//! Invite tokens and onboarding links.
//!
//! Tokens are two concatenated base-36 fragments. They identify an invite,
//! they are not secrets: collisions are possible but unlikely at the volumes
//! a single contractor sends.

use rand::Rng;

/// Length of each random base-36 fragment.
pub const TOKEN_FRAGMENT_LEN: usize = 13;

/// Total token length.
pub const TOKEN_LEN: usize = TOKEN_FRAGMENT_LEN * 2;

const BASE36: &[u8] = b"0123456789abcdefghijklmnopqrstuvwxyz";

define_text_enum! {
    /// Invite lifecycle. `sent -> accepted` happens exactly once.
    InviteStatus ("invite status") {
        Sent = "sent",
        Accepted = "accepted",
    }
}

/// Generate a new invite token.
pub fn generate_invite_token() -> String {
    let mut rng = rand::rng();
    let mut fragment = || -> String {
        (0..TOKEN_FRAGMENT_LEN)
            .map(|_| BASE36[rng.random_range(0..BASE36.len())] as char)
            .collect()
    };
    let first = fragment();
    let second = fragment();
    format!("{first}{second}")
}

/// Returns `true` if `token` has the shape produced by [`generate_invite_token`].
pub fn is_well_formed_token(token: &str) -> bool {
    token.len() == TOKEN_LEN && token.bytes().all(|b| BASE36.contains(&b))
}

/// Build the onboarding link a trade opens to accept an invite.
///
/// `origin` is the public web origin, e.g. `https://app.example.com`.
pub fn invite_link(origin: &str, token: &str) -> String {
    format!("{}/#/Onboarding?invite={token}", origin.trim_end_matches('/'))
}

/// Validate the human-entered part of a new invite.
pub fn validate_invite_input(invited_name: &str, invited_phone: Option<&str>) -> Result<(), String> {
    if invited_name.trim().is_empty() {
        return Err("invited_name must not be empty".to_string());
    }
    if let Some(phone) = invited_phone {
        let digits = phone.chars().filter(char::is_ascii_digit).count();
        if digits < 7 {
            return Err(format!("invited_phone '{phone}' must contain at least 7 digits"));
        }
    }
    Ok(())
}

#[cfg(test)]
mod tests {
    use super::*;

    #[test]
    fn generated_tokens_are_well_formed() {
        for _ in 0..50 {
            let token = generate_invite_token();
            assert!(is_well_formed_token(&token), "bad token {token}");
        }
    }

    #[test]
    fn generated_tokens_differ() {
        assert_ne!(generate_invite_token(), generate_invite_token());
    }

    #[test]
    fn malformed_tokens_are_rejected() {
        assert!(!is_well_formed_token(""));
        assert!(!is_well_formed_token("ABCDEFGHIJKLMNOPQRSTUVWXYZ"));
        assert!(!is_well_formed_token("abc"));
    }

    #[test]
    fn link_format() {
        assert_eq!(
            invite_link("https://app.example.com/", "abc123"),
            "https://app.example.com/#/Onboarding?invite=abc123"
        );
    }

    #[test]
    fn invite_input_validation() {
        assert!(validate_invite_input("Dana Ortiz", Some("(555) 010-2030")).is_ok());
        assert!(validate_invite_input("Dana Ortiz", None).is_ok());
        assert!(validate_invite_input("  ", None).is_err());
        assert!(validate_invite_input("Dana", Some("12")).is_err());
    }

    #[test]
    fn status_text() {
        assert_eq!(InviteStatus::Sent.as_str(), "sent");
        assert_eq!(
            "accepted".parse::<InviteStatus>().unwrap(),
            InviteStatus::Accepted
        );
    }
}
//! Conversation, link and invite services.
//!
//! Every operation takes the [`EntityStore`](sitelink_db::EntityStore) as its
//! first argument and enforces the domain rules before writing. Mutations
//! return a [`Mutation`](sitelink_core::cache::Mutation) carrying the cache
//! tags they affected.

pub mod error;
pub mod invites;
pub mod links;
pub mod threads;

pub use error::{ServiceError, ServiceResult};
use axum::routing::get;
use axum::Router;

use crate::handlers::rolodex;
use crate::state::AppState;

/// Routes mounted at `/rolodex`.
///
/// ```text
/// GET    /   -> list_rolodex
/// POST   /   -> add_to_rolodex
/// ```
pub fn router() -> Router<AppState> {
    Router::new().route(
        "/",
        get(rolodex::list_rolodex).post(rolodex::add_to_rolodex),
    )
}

────────────────

In this exercise, every line of the listing is to be output exactly.

Task result:
//! Invite tokens and onboarding links.
//!
//! Tokens are two concatenated base-36 fragments. They identify an invite,
//! they are not secrets: collisions are possible but unlikely at the volumes
//! a single contractor sends.

use rand::Rng;

/// Length of each random base-36 fragment.
pub const TOKEN_FRAGMENT_LEN: usize = 13;

/// Total token length.
pub const TOKEN_LEN: usize = TOKEN_FRAGMENT_LEN * 2;

const BASE36: &[u8] = b"0123456789abcdefghijklmnopqrstuvwxyz";

define_text_enum! {
    /// Invite lifecycle. `sent -> accepted` happens exactly once.
    InviteStatus ("invite status") {
        Sent = "sent",
        Accepted = "accepted",
    }
}

/// Generate a new invite token.
pub fn generate_invite_token() -> String {
    let mut rng = rand::rng();
    let mut fragment = || -> String {
        (0..TOKEN_FRAGMENT_LEN)
            .map(|_| BASE36[rng.random_range(0..BASE36.len())] as char)
            .collect()
    };
    let first = fragment();
    let second = fragment();
    format!("{first}{second}")
}

/// Returns `true` if `token` has the shape produced by [`generate_invite_token`].
pub fn is_well_formed_token(token: &str) -> bool {
    token.len() == TOKEN_LEN && token.bytes().all(|b| BASE36.contains(&b))
}

/// Build the onboarding link a trade opens to accept an invite.
///
/// `origin` is the public web origin, e.g. `https://app.example.com`.
pub fn invite_link(origin: &str, token: &str) -> String {
    format!("{}/#/Onboarding?invite={token}", origin.trim_end_matches('/'))
}

/// Validate the human-entered part of a new invite.
pub fn validate_invite_input(invited_name: &str, invited_phone: Option<&str>) -> Result<(), String> {
    if invited_name.trim().is_empty() {
        return Err("invited_name must not be empty".to_string());
    }
    if let Some(phone) = invited_phone {
        let digits = phone.chars().filter(char::is_ascii_digit).count();
        if digits < 7 {
            return Err(format!("invited_phone '{phone}' must contain at least 7 digits"));
        }
    }
    Ok(())
}

#[cfg(test)]
mod tests {
    use super::*;

    #[test]
    fn generated_tokens_are_well_formed() {
        for _ in 0..50 {
            let token = generate_invite_token();
            assert!(is_well_formed_token(&token), "bad token {token}");
        }
    }

    #[test]
    fn generated_tokens_differ() {
        assert_ne!(generate_invite_token(), generate_invite_token());
    }

    #[test]
    fn malformed_tokens_are_rejected() {
        assert!(!is_well_formed_token(""));
        assert!(!is_well_formed_token("ABCDEFGHIJKLMNOPQRSTUVWXYZ"));
        assert!(!is_well_formed_token("abc"));
    }

    #[test]
    fn link_format() {
        assert_eq!(
            invite_link("https://app.example.com/", "abc123"),
            "https://app.example.com/#/Onboarding?invite=abc123"
        );
    }

    #[test]
    fn invite_input_validation() {
        assert!(validate_invite_input("Dana Ortiz", Some("(555) 010-2030")).is_ok());
        assert!(validate_invite_input("Dana Ortiz", None).is_ok());
        assert!(validate_invite_input("  ", None).is_err());
        assert!(validate_invite_input("Dana", Some("12")).is_err());
    }

    #[test]
    fn status_text() {
        assert_eq!(InviteStatus::Sent.as_str(), "sent");
        assert_eq!(
            "accepted".parse::<InviteStatus>().unwrap(),
            InviteStatus::Accepted
        );
    }
}
//! Conversation, link and invite services.
//!
//! Every operation takes the [`EntityStore`](sitelink_db::EntityStore) as its
//! first argument and enforces the domain rules before writing. Mutations
//! return a [`Mutation`](sitelink_core::cache::Mutation) carrying the cache
//! tags they affected.

pub mod error;
pub mod invites;
pub mod links;
pub mod threads;

pub use error::{ServiceError, ServiceResult};
use axum::routing::get;
use axum::Router;

use crate::handlers::rolodex;
use crate::state::AppState;

/// Routes mounted at `/rolodex`.
///
/// ```text
/// GET    /   -> list_rolodex
/// POST   /   -> add_to_rolodex
/// ```
pub fn router() -> Router<AppState> {
    Router::new().route(
        "/",
        get(rolodex::list_rolodex).post(rolodex::add_to_rolodex),
    )
}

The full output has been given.